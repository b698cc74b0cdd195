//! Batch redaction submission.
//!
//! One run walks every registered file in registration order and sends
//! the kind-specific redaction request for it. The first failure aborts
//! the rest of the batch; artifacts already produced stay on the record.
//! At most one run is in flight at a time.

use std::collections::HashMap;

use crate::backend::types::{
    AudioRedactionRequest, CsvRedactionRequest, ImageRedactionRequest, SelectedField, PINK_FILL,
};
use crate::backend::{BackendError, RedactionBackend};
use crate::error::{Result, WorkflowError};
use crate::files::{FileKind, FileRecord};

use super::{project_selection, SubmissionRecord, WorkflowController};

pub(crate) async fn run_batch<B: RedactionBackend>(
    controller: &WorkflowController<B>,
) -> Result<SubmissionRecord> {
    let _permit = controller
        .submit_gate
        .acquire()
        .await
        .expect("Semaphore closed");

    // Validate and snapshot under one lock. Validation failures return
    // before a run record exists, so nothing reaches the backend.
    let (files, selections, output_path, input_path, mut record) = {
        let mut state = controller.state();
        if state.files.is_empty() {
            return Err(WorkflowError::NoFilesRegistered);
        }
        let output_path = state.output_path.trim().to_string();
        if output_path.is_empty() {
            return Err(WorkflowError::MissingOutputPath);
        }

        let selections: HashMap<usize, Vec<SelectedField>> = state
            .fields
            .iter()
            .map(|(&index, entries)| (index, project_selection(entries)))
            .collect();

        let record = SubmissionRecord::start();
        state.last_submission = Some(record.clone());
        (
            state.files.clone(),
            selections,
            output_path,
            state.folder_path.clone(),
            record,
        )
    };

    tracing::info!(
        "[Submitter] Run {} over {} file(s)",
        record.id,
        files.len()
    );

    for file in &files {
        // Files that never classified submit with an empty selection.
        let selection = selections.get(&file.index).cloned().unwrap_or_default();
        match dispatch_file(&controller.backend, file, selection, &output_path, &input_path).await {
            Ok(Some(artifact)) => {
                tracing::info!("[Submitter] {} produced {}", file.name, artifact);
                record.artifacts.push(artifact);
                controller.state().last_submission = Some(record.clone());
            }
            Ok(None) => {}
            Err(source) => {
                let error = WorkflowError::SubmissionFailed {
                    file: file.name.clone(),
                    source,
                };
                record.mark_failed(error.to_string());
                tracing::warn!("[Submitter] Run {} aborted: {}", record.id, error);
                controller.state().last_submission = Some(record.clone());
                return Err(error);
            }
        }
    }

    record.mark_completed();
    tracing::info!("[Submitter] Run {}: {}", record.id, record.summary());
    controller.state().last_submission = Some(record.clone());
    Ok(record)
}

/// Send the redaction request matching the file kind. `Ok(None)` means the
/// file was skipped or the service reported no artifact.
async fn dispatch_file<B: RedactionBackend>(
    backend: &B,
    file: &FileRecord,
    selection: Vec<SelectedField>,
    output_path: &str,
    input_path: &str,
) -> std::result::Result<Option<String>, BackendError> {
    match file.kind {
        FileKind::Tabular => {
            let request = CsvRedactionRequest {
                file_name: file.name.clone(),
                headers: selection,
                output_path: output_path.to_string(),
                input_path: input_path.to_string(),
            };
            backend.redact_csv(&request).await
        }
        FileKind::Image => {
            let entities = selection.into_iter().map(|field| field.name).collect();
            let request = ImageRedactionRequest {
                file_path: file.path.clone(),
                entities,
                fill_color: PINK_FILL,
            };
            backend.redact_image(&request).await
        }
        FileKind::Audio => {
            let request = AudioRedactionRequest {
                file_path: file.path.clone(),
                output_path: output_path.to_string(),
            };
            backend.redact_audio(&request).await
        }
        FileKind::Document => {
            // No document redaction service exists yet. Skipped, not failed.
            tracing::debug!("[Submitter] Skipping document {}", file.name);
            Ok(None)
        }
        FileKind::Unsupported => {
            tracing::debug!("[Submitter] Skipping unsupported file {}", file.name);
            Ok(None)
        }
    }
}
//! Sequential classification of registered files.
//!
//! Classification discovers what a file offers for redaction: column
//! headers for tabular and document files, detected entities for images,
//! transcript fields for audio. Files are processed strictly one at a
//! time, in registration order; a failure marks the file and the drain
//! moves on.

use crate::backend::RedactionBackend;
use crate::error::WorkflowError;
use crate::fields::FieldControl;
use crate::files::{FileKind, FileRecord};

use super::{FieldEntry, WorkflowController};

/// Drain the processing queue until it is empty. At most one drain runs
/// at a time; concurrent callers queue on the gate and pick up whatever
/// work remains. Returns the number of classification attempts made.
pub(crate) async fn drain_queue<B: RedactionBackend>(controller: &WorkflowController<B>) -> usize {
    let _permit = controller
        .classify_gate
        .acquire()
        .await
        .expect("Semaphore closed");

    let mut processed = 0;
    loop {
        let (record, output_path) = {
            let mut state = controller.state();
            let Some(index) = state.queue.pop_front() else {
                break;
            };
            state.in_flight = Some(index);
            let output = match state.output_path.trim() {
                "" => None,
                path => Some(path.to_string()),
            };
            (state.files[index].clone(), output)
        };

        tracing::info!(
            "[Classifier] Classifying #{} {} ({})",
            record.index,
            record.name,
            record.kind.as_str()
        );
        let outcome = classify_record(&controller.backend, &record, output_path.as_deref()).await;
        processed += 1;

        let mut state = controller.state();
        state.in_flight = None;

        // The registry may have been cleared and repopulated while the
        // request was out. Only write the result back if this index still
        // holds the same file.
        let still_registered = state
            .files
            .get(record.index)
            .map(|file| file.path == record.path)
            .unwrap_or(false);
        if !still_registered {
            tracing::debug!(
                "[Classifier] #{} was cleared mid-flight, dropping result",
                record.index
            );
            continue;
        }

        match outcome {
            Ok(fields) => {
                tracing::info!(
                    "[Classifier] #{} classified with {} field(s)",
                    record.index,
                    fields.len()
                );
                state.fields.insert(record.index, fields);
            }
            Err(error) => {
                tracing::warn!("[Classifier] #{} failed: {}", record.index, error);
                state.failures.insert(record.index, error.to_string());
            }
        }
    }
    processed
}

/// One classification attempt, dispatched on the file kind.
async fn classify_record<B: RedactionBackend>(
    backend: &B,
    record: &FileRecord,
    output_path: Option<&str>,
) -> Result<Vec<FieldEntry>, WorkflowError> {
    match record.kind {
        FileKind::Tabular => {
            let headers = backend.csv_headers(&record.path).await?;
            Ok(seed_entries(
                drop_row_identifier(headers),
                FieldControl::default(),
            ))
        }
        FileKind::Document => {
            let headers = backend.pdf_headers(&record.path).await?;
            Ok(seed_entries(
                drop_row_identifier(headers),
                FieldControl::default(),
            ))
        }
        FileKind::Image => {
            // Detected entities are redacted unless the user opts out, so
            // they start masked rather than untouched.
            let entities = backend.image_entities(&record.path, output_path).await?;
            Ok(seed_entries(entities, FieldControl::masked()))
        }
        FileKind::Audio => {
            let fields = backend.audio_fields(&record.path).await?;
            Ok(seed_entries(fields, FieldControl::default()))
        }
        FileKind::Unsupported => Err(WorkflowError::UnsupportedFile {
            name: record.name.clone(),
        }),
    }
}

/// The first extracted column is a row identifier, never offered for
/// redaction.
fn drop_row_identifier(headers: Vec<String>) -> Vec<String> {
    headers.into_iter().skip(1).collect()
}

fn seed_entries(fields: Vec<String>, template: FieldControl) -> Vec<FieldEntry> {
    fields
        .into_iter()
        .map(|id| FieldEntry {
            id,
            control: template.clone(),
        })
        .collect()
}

^^^^^^^^^^^^^^^^

▸ What is required
In the data above, find the line that contains "let record = SubmissionRecord::start();" and the line that contains "Send the redaction". Repeat exactly those lines and every line between them, and only those.

▸ Final answer
        let record = SubmissionRecord::start();
        state.last_submission = Some(record.clone());
        (
            state.files.clone(),
            selections,
            output_path,
            state.folder_path.clone(),
            record,
        )
    };

    tracing::info!(
        "[Submitter] Run {} over {} file(s)",
        record.id,
        files.len()
    );

    for file in &files {
        // Files that never classified submit with an empty selection.
        let selection = selections.get(&file.index).cloned().unwrap_or_default();
        match dispatch_file(&controller.backend, file, selection, &output_path, &input_path).await {
            Ok(Some(artifact)) => {
                tracing::info!("[Submitter] {} produced {}", file.name, artifact);
                record.artifacts.push(artifact);
                controller.state().last_submission = Some(record.clone());
            }
            Ok(None) => {}
            Err(source) => {
                let error = WorkflowError::SubmissionFailed {
                    file: file.name.clone(),
                    source,
                };
                record.mark_failed(error.to_string());
                tracing::warn!("[Submitter] Run {} aborted: {}", record.id, error);
                controller.state().last_submission = Some(record.clone());
                return Err(error);
            }
        }
    }

    record.mark_completed();
    tracing::info!("[Submitter] Run {}: {}", record.id, record.summary());
    controller.state().last_submission = Some(record.clone());
    Ok(record)
}

/// Send the redaction request matching the file kind. `Ok(None)` means the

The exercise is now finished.